Background The Bath Ankylosing Spondylitis Disease Activity Index (BASDAI) is a well-known surrogate for the patient's perception of disease activity, and is frequently used as an inclusion criteria for clinical trials. The BelGian Inflammatory Arthritis and spoNdylitis cohorT (Be-Giant) is a new multicentre, observational cohort in which patients with non-radiographic-axial Spondyloarthritis (nr-axSpA) and peripheral SpA, classified according to the ASAS criteria, are prospectively followed every six months.

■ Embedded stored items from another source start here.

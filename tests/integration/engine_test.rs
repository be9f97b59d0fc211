#![allow(clippy::expect_used)]

use std::path::{Path, PathBuf};

use chrono::{TimeDelta, TimeZone, Utc};
use envwatch::application::config::AppConfig;
use envwatch::application::services::engine::{Engine, EngineConfig, EngineState, TickOutcome};
use envwatch::domain::entities::Reading;
use envwatch::domain::ports::{AlertStore, ReadingStore};
use envwatch::domain::value_objects::AlertLevel;
use envwatch::infrastructure::persistence::sqlite_store::SqliteStore;
use envwatch::infrastructure::sources::{FileSource, MemorySource};
use envwatch::presentation::cli::commands::export::run_export;

fn fixture(name: &str) -> PathBuf {
    Path::new(env!("CARGO_MANIFEST_DIR"))
        .join("tests/fixtures")
        .join(name)
}

fn reading_at(offset_secs: i64, temperature: f64) -> Reading {
    let base = Utc
        .with_ymd_and_hms(2024, 6, 1, 12, 0, 0)
        .single()
        .expect("valid timestamp");
    Reading::new(base + TimeDelta::seconds(offset_secs), temperature, 50.0, 300.0)
}

fn drain(engine: &mut Engine<'_>, source: &mut FileSource) -> Vec<AlertLevel> {
    let mut levels = Vec::new();
    while let TickOutcome::Processed(snapshot) = engine.step(source).expect("step") {
        levels.push(snapshot.level);
    }
    levels
}

#[test]
fn csv_fixture_through_sqlite_store() {
    let dir = tempfile::tempdir().expect("tempdir");
    let db = dir.path().join("envwatch.db");
    let store = SqliteStore::new(db.to_str().expect("utf8 path")).expect("open store");
    let mut engine = Engine::new(EngineConfig::default(), &store, &store);
    let mut source = FileSource::open(fixture("readings.csv")).expect("open fixture");

    let levels = drain(&mut engine, &mut source);

    assert_eq!(
        levels,
        vec![
            AlertLevel::Normal,
            AlertLevel::Warning,
            AlertLevel::Critical,
            AlertLevel::Warning,
            AlertLevel::Critical,
            AlertLevel::Warning,
            AlertLevel::Normal,
        ]
    );
    assert_eq!(engine.state(), EngineState::Stopped);
    assert_eq!(store.all_readings().expect("readings").len(), 7);

    let alerts = store.recent_alerts(10).expect("alerts");
    assert_eq!(alerts.len(), 5);
    assert_eq!(alerts[0].message, "High luminosity (850 lux)");
    assert_eq!(
        alerts[1].message,
        "Low humidity CRITICAL (18.0 %) | High luminosity CRITICAL (1200 lux)"
    );
    assert_eq!(alerts[4].message, "High temperature (30.0 °C)");
    assert!(alerts.iter().all(|a| a.reading.is_some()));
}

#[test]
fn history_survives_reopening_the_database() {
    let dir = tempfile::tempdir().expect("tempdir");
    let db = dir.path().join("nested").join("envwatch.db");
    let db = db.to_str().expect("utf8 path");

    {
        let store = SqliteStore::new(db).expect("open store");
        let mut engine = Engine::new(EngineConfig::default(), &store, &store);
        engine.tick(reading_at(0, 22.0)).expect("tick");
        engine.tick(reading_at(1, 36.0)).expect("tick");
    }

    let store = SqliteStore::new(db).expect("reopen store");
    let readings = store.recent_readings(10).expect("readings");
    assert_eq!(readings, vec![reading_at(0, 22.0), reading_at(1, 36.0)]);

    let alerts = store.recent_alerts(10).expect("alerts");
    assert_eq!(alerts.len(), 1);
    assert_eq!(alerts[0].level, AlertLevel::Critical);
    assert_eq!(alerts[0].timestamp, reading_at(1, 36.0).timestamp);
    assert_eq!(alerts[0].reading, Some(reading_at(1, 36.0)));
}

#[test]
fn window_evicts_oldest_readings() {
    let store = SqliteStore::in_memory().expect("store");
    let config = EngineConfig {
        window_capacity: 3,
        ..EngineConfig::default()
    };
    let mut engine = Engine::new(config, &store, &store);
    let readings: Vec<Reading> = (0..4u8)
        .map(|i| reading_at(i64::from(i), 20.0 + f64::from(i)))
        .collect();
    let mut source: MemorySource = readings.iter().cloned().collect();

    while let TickOutcome::Processed(_) = engine.step(&mut source).expect("step") {}

    assert_eq!(engine.window().snapshot(), readings[1..].to_vec());
    assert_eq!(store.all_readings().expect("readings"), readings);
}

#[test]
fn stats_are_stable_without_new_readings() {
    let store = SqliteStore::in_memory().expect("store");
    let mut engine = Engine::new(EngineConfig::default(), &store, &store);
    let snapshot = engine.tick(reading_at(0, 24.0)).expect("tick");

    assert_eq!(engine.stats(), snapshot.stats);
    assert_eq!(engine.stats(), engine.stats());
}

#[test]
fn engine_config_comes_from_app_config() {
    let mut config = AppConfig::default();
    config.thresholds.temperature_warning = 25.0;
    config.window.capacity = 2;
    let store = SqliteStore::in_memory().expect("store");
    let mut engine = Engine::new(EngineConfig::from(&config), &store, &store);

    let snapshot = engine.tick(reading_at(0, 26.0)).expect("tick");

    assert_eq!(snapshot.level, AlertLevel::Warning);
    assert_eq!(engine.window().capacity(), 2);
}

#[test]
fn export_writes_full_history() {
    let dir = tempfile::tempdir().expect("tempdir");
    let store = SqliteStore::in_memory().expect("store");
    let mut engine = Engine::new(EngineConfig::default(), &store, &store);
    for i in 0..5 {
        engine.tick(reading_at(i, 21.0)).expect("tick");
    }
    let output = dir.path().join("history.csv");

    let rows = run_export(&store, &output).expect("export");

    assert_eq!(rows, 5);
    let text = std::fs::read_to_string(&output).expect("read export");
    let mut lines = text.lines();
    assert_eq!(lines.next(), Some("timestamp,temperature,humidity,luminosity"));
    assert_eq!(lines.next(), Some("2024-06-01T12:00:00+00:00,21,50,300"));
    assert_eq!(lines.count(), 4);
}
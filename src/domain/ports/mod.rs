pub mod source;
pub mod store;

pub use source::{ReadingSource, SourceError};
pub use store::{AlertStore, ReadingStore, StoreError};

Objectives To assess the association between patient reported outcomes and clinical examination.

Methods Currently 123 newly diagnosed early SpA patients have been included. The present study describes the link between the three BASDAI questions covering physical discomfort of SpA patients and their relationship with the clinical examination as defined by swollen joint count (SJC) and modified Maastricht Ankylosing Spondylitis Enthesitis Score (MASES), including evaluation of the plantar fascia. These questions include the overall level of AS neck, back or hip pain (question 2 (Q2)); the overall level of pain/swelling in joints other than neck, back or hips (Q3) and the overall level of discomfort from any areas tender to touch/pressure (Q4). Concerning peripheral joint involvement, we defined the following groups: no swollen joints, oligoarticular (1-3 SJC) and polyarticular disease (>3 SJC). Concerning enthesitis-scores, we distinguished between involvement of the heel entheses and the more axial located entheses of the MASES.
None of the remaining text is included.